As coronavirus recovery continues, some are worried traffic congestion will only intensify as people opt for single-occupany vehicles over public transit due to fears of continued COVID-19 transmission.
Leaders on the House Committee on Transportation and Infrastructure said the time is now to address congestion. Subcommittee on Highways and Transit Chair Eleanor Holmes Norton, D-DC, said on a recent press call that previous bills like the soon-to-expire Fixing America’s Surface Transportation (FAST) Act, had few specific provisions on gridlock and allowed the problem to fester.
"[Congestion] seems to have been accepted as a way of life in our past bills, but at the moment it looks as though states find that essentially you're not moving, and they're trying their own various ways to move more quickly," Holmes Norton said.
State and local governments are experimenting with their own policies and initiatives to curb gridlock, including congestion pricing, which has been popular internationally and is making headway in the U.S. City leaders have also called for greater investments in transit to provide people with more transportation options, and have criticized federal leaders for not thinking creatively enough in finding new ways to help people get around.
During the conference call, full committee Chair Peter DeFazio, D-OR, said the bill looks to reduce congestion by ramping up investment in transit to bring it to a state of good repair and then expanding service, in addition to bolstering funds for Complete Streets projects to enhance multimodal safety.
"This is just one aspect, but we wanted to particularly emphasize it with a dedicated program for new and innovative technologies dealing with gridlock," DeFazio said. "The costs of gridlock... it's a phenomenal number in terms of lost time and lost economic activity."

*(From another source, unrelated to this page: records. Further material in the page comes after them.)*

//! Sample data provisioning
//!
//! The two accounts the ledger is demonstrated and tested with.

use rust_decimal::Decimal;
use tracing::info;

use crate::account::AccountId;
use crate::ledger::{Ledger, LedgerError};

pub const JOHN_SMITH: &str = "John Smith";
pub const MARY_JANE: &str = "Mary Jane";

/// Ids of the provisioned sample accounts
#[derive(Debug, Clone, Copy, PartialEq, Eq)]
pub struct SampleAccounts {
    pub john: AccountId,
    pub mary: AccountId,
}

/// `(owner, opening balance)` of each sample account
pub fn sample_balances() -> [(&'static str, Decimal); 2] {
    [
        (JOHN_SMITH, Decimal::new(100_000, 2)), // 1000.00
        (MARY_JANE, Decimal::new(200_000, 2)),  // 2000.00
    ]
}

/// Open the sample accounts on `ledger`
pub async fn seed_sample(ledger: &dyn Ledger) -> Result<SampleAccounts, LedgerError> {
    let [(john_name, john_balance), (mary_name, mary_balance)] = sample_balances();

    let john = ledger.open_account(john_name, john_balance).await?;
    let mary = ledger.open_account(mary_name, mary_balance).await?;

    info!(john = %john, mary = %mary, backend = ledger.name(), "Sample accounts provisioned");
    Ok(SampleAccounts { john, mary })
}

Experts said this provision and the numerous other grant programs inserted in the bill suggest a shift from the previous decade, which saw a consolidation and reduction of federal grant programs. This bill could create at least 17 new programs — and resurrect one regarding safe routes to school, which was killed in 2012, according to Eno Center for Transportation Senior Fellow Jeff Davis.
"We're going back to the mindset of a program for every problem, which in the last decade we tried to move on from," Davis said.
The emphasis on cities, however, has drawn opposition from committee Republicans, who say they were not consulted sufficiently in the bill’s drafting and derided it as "partisan." In a joint statement, Republican committee and subcommittee leaders criticized the bill's "outsized funding increases for urban areas," which they said "will leave rural America even further behind."
Whether this grant program — or any — makes it into the final transportation reauthorization package remains to be seen. DeFazio and Davis both noted there will almost certainly need to be a conference committee between any bills passed by the House and Senate, where some initiatives may be struck down in a bid to find compromise and assure final passage.